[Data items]
//! Fixed-window text chunker.
//!
//! Splits extracted document text into overlapping windows of a fixed
//! character length. The overlap carries context across window edges so
//! a sentence cut at one boundary still appears whole in its neighbor.
//!
//! Windows are measured in characters, not bytes, so multi-byte input
//! never splits a code point.

use anyhow::{bail, Result};

/// Default window length in characters.
pub const DEFAULT_CHUNK_SIZE: usize = 800;
/// Default overlap between adjacent windows.
pub const DEFAULT_CHUNK_OVERLAP: usize = 200;

/// Split `text` into windows of `size` characters starting every
/// `size - overlap` characters. The final window may be shorter than
/// `size`; empty input yields no chunks. A window that reaches the end
/// of the text is the last one: no trailing window starting inside the
/// final overlap is emitted, so for text longer than `size` the chunk
/// count is `ceil((len - overlap) / (size - overlap))`.
///
/// Rejects `size == 0` and `overlap >= size`, since a non-positive step
/// would never make progress.
///
/// Deterministic: the same input and parameters always yield the same
/// sequence.
pub fn chunk_text(text: &str, size: usize, overlap: usize) -> Result<Vec<String>> {
    if size == 0 {
        bail!("chunk size must be greater than zero");
    }
    if overlap >= size {
        bail!(
            "chunk overlap ({}) must be smaller than chunk size ({})",
            overlap,
            size
        );
    }

    let chars: Vec<char> = text.chars().collect();
    let len = chars.len();
    let step = size - overlap;
    let mut chunks = Vec::new();
    let mut start = 0usize;

    while start < len {
        let end = (start + size).min(len);
        chunks.push(chars[start..end].iter().collect());
        if end == len {
            break;
        }
        start += step;
    }

    Ok(chunks)
}
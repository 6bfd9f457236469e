//! # docqa CLI
//!
//! The `docqa` binary drives the document question-answering service.
//!
//! ## Usage
//!
//! ```bash
//! docqa --config ./config/docqa.toml <command>
//! ```
//!
//! ## Commands
//!
//! | Command | Description |
//! |---------|-------------|
//! | `docqa serve` | Start the JSON HTTP server |
//! | `docqa upload <path>` | Extract, chunk, embed, and store a document |
//! | `docqa ask <id> "<question>"` | Ask a question against a stored document |
//! | `docqa list` | List stored documents |
//!
//! ## Examples
//!
//! ```bash
//! # Upload a PDF (format inferred from the extension)
//! docqa upload ./handbook.pdf
//!
//! # Ask against it
//! docqa ask 018f3c9e-... "what is the vacation policy?"
//!
//! # Serve the HTTP API
//! docqa serve
//! ```

mod answer;
mod chunk;
mod config;
mod embedding;
mod error;
mod extract;
mod generation;
mod ingest;
mod models;
mod provider;
mod rank;
mod server;
mod store;

use anyhow::Context;
use clap::{Parser, Subcommand};
use std::path::PathBuf;
use std::sync::Arc;
use tracing_subscriber::EnvFilter;

use crate::answer::Answerer;
use crate::embedding::EmbeddingGateway;
use crate::provider::{HttpEmbedder, HttpGenerator};
use crate::store::DocumentStore;

/// docqa: retrieval-augmented question answering over uploaded documents.
#[derive(Parser)]
#[command(
    name = "docqa",
    about = "Upload documents and ask questions grounded in their content",
    version,
    long_about = "docqa extracts text from uploaded documents, chunks and embeds it via an \
    external AI provider, and answers questions by ranking stored chunks against the question \
    and prompting an LLM with the best matches plus recent conversation history."
)]
struct Cli {
    /// Path to configuration file (TOML).
    #[arg(long, global = true, default_value = "./config/docqa.toml")]
    config: PathBuf,

    #[command(subcommand)]
    command: Commands,
}

#[derive(Subcommand)]
enum Commands {
    /// Start the JSON HTTP server.
    ///
    /// Binds to `[server].bind` and serves upload, ask, and listing
    /// endpoints until terminated.
    Serve,

    /// Upload a document: extract text, chunk, embed, and store it.
    Upload {
        /// Path to the file to upload.
        path: PathBuf,

        /// Format hint (`pdf`, `docx`, `txt`, `md`). Inferred from the
        /// file extension when omitted.
        #[arg(long)]
        format: Option<String>,
    },

    /// Ask a question against a stored document.
    Ask {
        /// Document id (from `upload` or `list`).
        id: String,

        /// The question text.
        question: String,
    },

    /// List stored documents with chunk and history counts.
    List,
}

#[tokio::main]
async fn main() -> anyhow::Result<()> {
    tracing_subscriber::fmt()
        .with_env_filter(
            EnvFilter::try_from_default_env().unwrap_or_else(|_| EnvFilter::new("docqa=info")),
        )
        .with_target(false)
        .init();

    let cli = Cli::parse();
    let cfg = config::load_config(&cli.config)?;

    match cli.command {
        Commands::Serve => {
            server::run_server(&cfg).await?;
        }
        Commands::Upload { path, format } => {
            let bytes = std::fs::read(&path)
                .with_context(|| format!("Failed to read {}", path.display()))?;
            let format = match format {
                Some(f) => f,
                None => path
                    .extension()
                    .and_then(|e| e.to_str())
                    .map(str::to_string)
                    .context("cannot infer format from extension; pass --format")?,
            };
            let filename = path
                .file_name()
                .and_then(|n| n.to_str())
                .unwrap_or("upload")
                .to_string();

            let store = DocumentStore::open_file(&cfg.storage.path)?;
            let gateway = EmbeddingGateway::new(Box::new(HttpEmbedder::new(&cfg.embedding)?));
            let receipt = ingest::ingest_document(
                &store,
                &gateway,
                &cfg.chunking,
                &filename,
                &bytes,
                &format,
            )
            .await?;

            println!("uploaded {}", receipt.filename);
            println!("  id: {}", receipt.id);
            println!("  chunks: {}", receipt.chunk_count);
        }
        Commands::Ask { id, question } => {
            let store = Arc::new(DocumentStore::open_file(&cfg.storage.path)?);
            let gateway = Arc::new(EmbeddingGateway::new(Box::new(HttpEmbedder::new(
                &cfg.embedding,
            )?)));
            let generator = Box::new(HttpGenerator::new(&cfg.generation)?);
            let answerer = Answerer::new(store, gateway, generator, &cfg.retrieval);

            let outcome = answerer.answer(&id, &question).await?;
            println!("{}", outcome.answer);
        }
        Commands::List => {
            let store = DocumentStore::open_file(&cfg.storage.path)?;
            let summaries = store.list();
            if summaries.is_empty() {
                println!("No documents.");
                return Ok(());
            }
            for s in summaries {
                println!("{}  {}", s.id, s.filename);
                println!(
                    "    chunks: {}  questions: {}  uploaded: {}",
                    s.chunk_count,
                    s.history_count,
                    s.created_at.format("%Y-%m-%d %H:%M:%S")
                );
            }
        }
    }

    Ok(())
}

- _TASK DESCRIPTION_
What are the lines above that hold the string "Result"? Copy them.

- _EXERCISE RESPONSE_
use anyhow::{bail, Result};
pub fn chunk_text(text: &str, size: usize, overlap: usize) -> Result<Vec<String>> {
async fn main() -> anyhow::Result<()> {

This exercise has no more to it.